With the state flush with funds and the goal clear, every Wyoming community wanted a piece of the action and created a new set of serious questions.

If you’re building a road west through the steep canyons of the Big Horn Mountains from Dayton, which route do you choose? Do you carve a path through the rugged Shell Canyon, or take an equally difficult route through Kane and on to Lovell? And do you also take on the challenge of building a road from Buffalo to Ten Sleep, facing the same obstacles of weather, cliffs, and unforgiving terrain?

How do you get tourists from the fast-growing states of Utah, Nevada, and California into Yellowstone? Do you follow the winding roads over the Owl Creek Mountains, or do you blast a route through the Wind River Canyon, bringing them past Thermopolis and its famous hot springs on the way to Cody?

And most importantly, do you combine all the resources of the National Park Service, the U.S. Forest Service, and the Wyoming Highway Department to build an unforgettable two-lane highway from Cody into Yellowstone’s Upper Geyser Basin?

The answer to these questions became: “all of the above.” By 1924, workers from across Wyoming and around the world were involved in massive public works projects, the kind we rarely think about today as we drive past them at 60 miles per hour.
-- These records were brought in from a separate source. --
//! Minimal RLP encoder, enough for legacy transactions

/// Encode a byte string
pub fn encode_bytes(bytes: &[u8]) -> Vec<u8> {
    if bytes.len() == 1 && bytes[0] < 0x80 {
        return vec![bytes[0]];
    }
    let mut out = encode_length(bytes.len(), 0x80);
    out.extend_from_slice(bytes);
    out
}

/// Encode a big-endian unsigned integer with leading zeros stripped
pub fn encode_uint_be(be_bytes: &[u8]) -> Vec<u8> {
    let first = be_bytes.iter().position(|b| *b != 0).unwrap_or(be_bytes.len());
    encode_bytes(&be_bytes[first..])
}

pub fn encode_u64(value: u64) -> Vec<u8> {
    encode_uint_be(&value.to_be_bytes())
}

pub fn encode_u128(value: u128) -> Vec<u8> {
    encode_uint_be(&value.to_be_bytes())
}

/// Encode a list from already-encoded items
pub fn encode_list(items: &[Vec<u8>]) -> Vec<u8> {
    let payload_len: usize = items.iter().map(Vec::len).sum();
    let mut out = encode_length(payload_len, 0xc0);
    for item in items {
        out.extend_from_slice(item);
    }
    out
}

fn encode_length(len: usize, offset: u8) -> Vec<u8> {
    if len <= 55 {
        return vec![offset + len as u8];
    }
    let be = (len as u64).to_be_bytes();
    let first = be.iter().position(|b| *b != 0).unwrap_or(be.len() - 1);
    let len_bytes = &be[first..];
    let mut out = Vec::with_capacity(1 + len_bytes.len());
    out.push(offset + 55 + len_bytes.len() as u8);
    out.extend_from_slice(len_bytes);
    out
}

#[cfg(test)]
mod tests {
    use super::*;

    #[test]
    fn test_short_string() {
        assert_eq!(encode_bytes(b"dog"), vec![0x83, b'd', b'o', b'g']);
    }

    #[test]
    fn test_empty_string_and_zero() {
        assert_eq!(encode_bytes(b""), vec![0x80]);
        assert_eq!(encode_u64(0), vec![0x80]);
    }

    #[test]
    fn test_small_integers() {
        assert_eq!(encode_u64(15), vec![0x0f]);
        assert_eq!(encode_u64(1024), vec![0x82, 0x04, 0x00]);
        assert_eq!(encode_u128(0x80), vec![0x81, 0x80]);
    }

    #[test]
    fn test_list() {
        let list = encode_list(&[encode_bytes(b"cat"), encode_bytes(b"dog")]);
        assert_eq!(
            list,
            vec![0xc8, 0x83, b'c', b'a', b't', 0x83, b'd', b'o', b'g']
        );
        assert_eq!(encode_list(&[]), vec![0xc0]);
    }

    #[test]
    fn test_long_string() {
        let data = vec![b'a'; 56];
        let encoded = encode_bytes(&data);
        assert_eq!(&encoded[..2], &[0xb8, 56]);
        assert_eq!(encoded.len(), 58);
    }
}
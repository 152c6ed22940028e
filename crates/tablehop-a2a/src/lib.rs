//! A2A (Agent-to-Agent) protocol support for tablehop
//!
//! Server side: a JSON-RPC task manager in front of any [`tablehop_core::AgentRuntime`],
//! with signature and on-chain confirmation checks. Client side: a card
//! resolver, a JSON-RPC/SSE client and the host agent that delegates to
//! remote agents.

pub mod client;
pub mod error;
pub mod host;
pub mod protocol;
pub mod server;
pub mod store;
pub mod task_manager;
pub mod tool;

pub use client::{A2aCardResolver, A2aClient, SseDecoder};
pub use error::A2aError;
pub use host::{DelegationResponse, HostAgent, HostSession, RemoteAgentConnection, RemoteAgentInfo};
pub use protocol::{AgentCapabilities, AgentCard, AgentSkill, Message, Part, Task, TaskEvent, TaskState};
pub use server::A2aServer;
pub use store::TaskStore;
pub use task_manager::TaskManager;
pub use tool::{host_tool_agent, register_host_tools};
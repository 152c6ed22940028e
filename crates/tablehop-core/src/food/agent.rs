//! Assembly of the food-ordering [`ToolAgent`]

use std::sync::Arc;

use tablehop_chain::TaskLedger;

use super::orders::OrderBook;
use super::tools::register_food_tools;
use crate::agent::ToolAgent;
use crate::providers::LlmProvider;
use crate::tools::ToolRegistry;

pub const AGENT_NAME: &str = "bay_area_food_ordering_agent_v1";
pub const PROCESSING_MESSAGE: &str = "Processing your food order request...";
pub const SUPPORTED_CONTENT_TYPES: &[&str] = &["text", "text/plain"];

pub const INSTRUCTION: &str = "\
You are a food-ordering assistant for users in the San Francisco Bay Area \
(San Francisco, Berkeley, Oakland, Palo Alto and nearby). You help users find \
restaurants, order delivery and book tables.

When the user asks for restaurant recommendations:
1. Call search_restaurants() with the user's preferences.
2. Recommend highly rated places and give their location, price range and cuisine.
3. Ask whether they want to order delivery or make a reservation.

When the user wants delivery:
1. Call create_order_form() with what you know. Only the restaurant, the items \
and the delivery address are needed.
2. Delivery time defaults to 30 minutes from now and special instructions to \
none; do not ask for them.
3. Call return_order_form() to send the form to the user.
4. When the user sends the completed form back, check that it has every \
required field.
5. If it does, call place_order() right away.
6. Reply with the order id, the order status and the estimated delivery time.

When the user wants a reservation:
1. Collect the restaurant, date, time, party size and name. Phone and special \
requests are optional.
2. Call make_reservation().
3. Reply with the reservation id and its status.

If required information is missing and you must ask the user for it, start \
your reply with MISSING_INFO: followed by what you need.

Stay friendly and professional. If a restaurant or dish is not in the \
catalog, say so politely and suggest similar options.";

/// Builds the food agent around a provider, wiring in the order book and an
/// optional task ledger for `completeTask` anchoring.
pub struct FoodAgentBuilder {
    provider: Arc<dyn LlmProvider>,
    book: Arc<OrderBook>,
    ledger: Option<Arc<dyn TaskLedger>>,
    max_iterations: Option<usize>,
}

impl FoodAgentBuilder {
    pub fn new(provider: Arc<dyn LlmProvider>) -> Self {
        Self {
            provider,
            book: Arc::new(OrderBook::new()),
            ledger: None,
            max_iterations: None,
        }
    }

    pub fn order_book(mut self, book: Arc<OrderBook>) -> Self {
        self.book = book;
        self
    }

    pub fn ledger(mut self, ledger: Option<Arc<dyn TaskLedger>>) -> Self {
        self.ledger = ledger;
        self
    }

    pub fn max_iterations(mut self, max: usize) -> Self {
        self.max_iterations = Some(max);
        self
    }

    pub fn build(self) -> ToolAgent {
        let mut registry = ToolRegistry::new();
        register_food_tools(&mut registry, self.book, self.ledger);

        let agent = ToolAgent::new(AGENT_NAME, self.provider, Arc::new(registry), INSTRUCTION)
            .with_processing_message(PROCESSING_MESSAGE)
            .with_content_types(SUPPORTED_CONTENT_TYPES.iter().map(|s| s.to_string()).collect());
        match self.max_iterations {
            Some(max) => agent.with_max_iterations(max),
            None => agent,
        }
    }
}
In the Big Horn Mountains, the state highway department surveyed every possible route and, in many ways, tried to keep everyone happy. With only about 120 days of workable weather each year, multiple crews pushed forward at the same time.

While the road from Dayton to Burgess Junction was under construction, from the east, massive switchback projects climbed from the west through Shell Canyon and from Kane, all working toward a meeting point at the top.

From Ten Sleep to Buffalo, communities rallied behind the effort. “Good Roads” dances raised money, and volunteers rode buses into the mountains to spend long days shoveling deep snow by hand to get the projects started sooner. Slowly, mile by mile, routes through the narrow canyons began to take shape.

Dynamite was the name of the game as skilled workers blasted a highway into the cliffs along the east side of the Wind River, carving a perilous route that, 100 years later, still sheds rock and stirs debate about safety and permanence.

And finally, with all those roads pointing to Cody, it all came down to the most important road of all, a safe, permanent highway connecting Cody to the Yellowstone entrance, over Sylvan Pass and into the heart of the park.

A route envisioned by Buffalo Bill, it required a remarkable feat of engineering to carry cars and travelers through a valley so narrow and steep that unique corkscrew bridges were built. In the end, it allowed a schoolteacher from Florida or a steelworker from Pittsburgh to drive a Model T west and experience the majesty of Old Faithful or see wildlife they had only imagined, all on smooth, safe roads.

And then, in 1925, a project began more than 400 miles away that did more than any advertisement in an East Coast newspaper ever could: construction of Mount Rushmore.

Now the pitch practically wrote itself: bring your family west, see Mount Rushmore, stop at Devil’s Tower, cross the Big Horn Mountains, spend a night in Cody, and see the great Yellowstone National Park. And if you talked to the right people, you might even find your way to a quiet drink in one of the hidden bars or speakeasies tucked around the Basin.